Male chicks serve no use in the egg industry because they can't lay eggs or be used for meat production. Shortly after hatching they are separated and placed onto a conveyor belt to be killed. Sick and weak female chicks are also inspected and grouped together with the males to be killed. The two ways of doing this involve either being thrown into a grinder or being gassed to death. The healthy females are transported to another facility where they grow until they are able to lay eggs. Once those chickens are unable to produce more eggs, they are then killed. This usually happens around 18 months, which is premature for their typical lifespan. This is due to the unnatural conditions for the chickens, such as confinement in battery cages, surgical beak procedures, forced molting, and genetic mutations that lead to health complications.

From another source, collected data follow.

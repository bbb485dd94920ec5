//! LoginHandler - PIN sign-in by email.

use secrecy::SecretString;
use std::sync::Arc;
use tracing::{info, warn};

use crate::application::handlers::support::{authorize_caller, publish_event};
use crate::application::DomainStore;
use crate::domain::access::{Operation, Resource};
use crate::domain::directory::authenticate;
use crate::domain::foundation::{CommandMetadata, DomainError, EventId, Timestamp};
use crate::domain::user::{User, UserSignedIn};
use crate::ports::EventPublisher;

pub struct LoginCommand {
    pub email: String,
    pub pin: SecretString,
}

impl std::fmt::Debug for LoginCommand {
    fn fmt(&self, f: &mut std::fmt::Formatter<'_>) -> std::fmt::Result {
        f.debug_struct("LoginCommand")
            .field("email", &self.email)
            .field("pin", &"****")
            .finish()
    }
}

#[derive(Debug, Clone)]
pub struct LoginResult {
    pub user: User,
    pub event: UserSignedIn,
}

pub struct LoginHandler {
    store: Arc<DomainStore>,
    event_publisher: Arc<dyn EventPublisher>,
}

impl LoginHandler {
    pub fn new(store: Arc<DomainStore>, event_publisher: Arc<dyn EventPublisher>) -> Self {
        Self {
            store,
            event_publisher,
        }
    }

    pub async fn handle(
        &self,
        cmd: LoginCommand,
        metadata: CommandMetadata,
    ) -> Result<LoginResult, DomainError> {
        let doc = self.store.snapshot().await?;
        authorize_caller(&doc, &metadata, Operation::Login, &Resource::Dataset)?;

        let user = match authenticate(&doc, &cmd.email, &cmd.pin) {
            Ok(user) => user.clone(),
            Err(err) => {
                warn!(email = %cmd.email.trim(), code = %err.code, "Sign-in failed");
                return Err(err);
            }
        };

        let event = UserSignedIn {
            event_id: EventId::new(),
            user_id: user.id.clone(),
            signed_in_at: Timestamp::now(),
        };
        info!(user_id = %user.id, role = %user.role, "User signed in");

        let signed_in = CommandMetadata::new(user.id.clone())
            .with_correlation_id(metadata.correlation_id());
        publish_event(self.event_publisher.as_ref(), &signed_in, &event).await;

        Ok(LoginResult { user, event })
    }
}

#[cfg(test)]
mod tests {
    use super::*;
    use crate::application::test_support::*;
    use crate::domain::foundation::ErrorCode;

    fn handler(ctx: &TestContext) -> LoginHandler {
        LoginHandler::new(ctx.store.clone(), ctx.publisher())
    }

    fn cmd(email: &str, pin: &str) -> LoginCommand {
        LoginCommand {
            email: email.to_string(),
            pin: SecretString::new(pin.to_string()),
        }
    }

    #[tokio::test]
    async fn default_pin_signs_in() {
        let ctx = TestContext::seeded();

        let result = handler(&ctx)
            .handle(cmd("mike@college.edu", "0000"), anonymous())
            .await
            .unwrap();

        assert_eq!(result.user.id, user_id(STUDENT));
        let events = ctx.bus.events_of_type("user.signed_in.v1");
        assert_eq!(events[0].metadata.user_id.as_deref(), Some(STUDENT));
    }

    #[tokio::test]
    async fn email_match_ignores_case() {
        let ctx = TestContext::seeded();

        let result = handler(&ctx)
            .handle(cmd("  Admin@College.edu ", "0000"), anonymous())
            .await
            .unwrap();

        assert_eq!(result.user.id, user_id(ADMIN));
    }

    #[tokio::test]
    async fn wrong_pin_is_rejected() {
        let ctx = TestContext::seeded();

        let err = handler(&ctx)
            .handle(cmd("mike@college.edu", "1234"), anonymous())
            .await
            .unwrap_err();

        assert_eq!(err.code, ErrorCode::InvalidPin);
        assert_eq!(ctx.bus.event_count(), 0);
    }

    #[tokio::test]
    async fn unknown_email_is_not_found() {
        let ctx = TestContext::seeded();

        let err = handler(&ctx)
            .handle(cmd("ghost@college.edu", "0000"), anonymous())
            .await
            .unwrap_err();

        assert_eq!(err.code, ErrorCode::UserNotFound);
    }

    #[test]
    fn debug_hides_pin() {
        let rendered = format!("{:?}", cmd("a@b.c", "4321"));
        assert!(!rendered.contains("4321"));
    }
}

Small-scale production of eggs, such as by backyard chicken raisers and small diversified farms raising pastured birds or milk-animals, are less ethically fraught but still create some issues for ethicists.

===Seafood===

Industrial fishing has broad effects with ethical consequences. An example is nutrient and chemical pollution. The seafood industry has also been criticized due to issues with forced labor. Much of the seafood in the United States is imported from overseas, which means that certain regulations are out of jurisdiction and no longer apply. The standards aren't as high in other countries, which has led to problems with extortion. For example, Thailand has been known to participate in illegal, unregulated, and unreported fishing. Ships and vessels depend on third parties for recruitment, meaning U.S. companies that get seafood from international locations are unable to keep track of supply chains. It's common for these third party agencies to hire migrants, who are easier to take advantage because of their vulnerability. Human trafficking has been another issue in some regions.

===Crops===
Some foods produced in developing countries are exported in quantities that threaten the ability of local residents to affordably obtain their traditional foods. Western demand for quinoa, a traditional food in Bolivia Peru and Ecuador, has become so high that producers are eating significantly less of the grain, preferring to sell it for import instead and sparking concerns about malnutrition.

==Criticism==

Some critics of the food ethics movement argue that parsing the various concerns is futile.

Fairtrade International, the certifying body for Fair Trade products, has been accused of "misleading consumers about its ability to monitor production practices" and giving Fairtrade certification to at least one coffee association despite the fact they were "illegally growing some 20 per cent of its coffee in protected national forest land."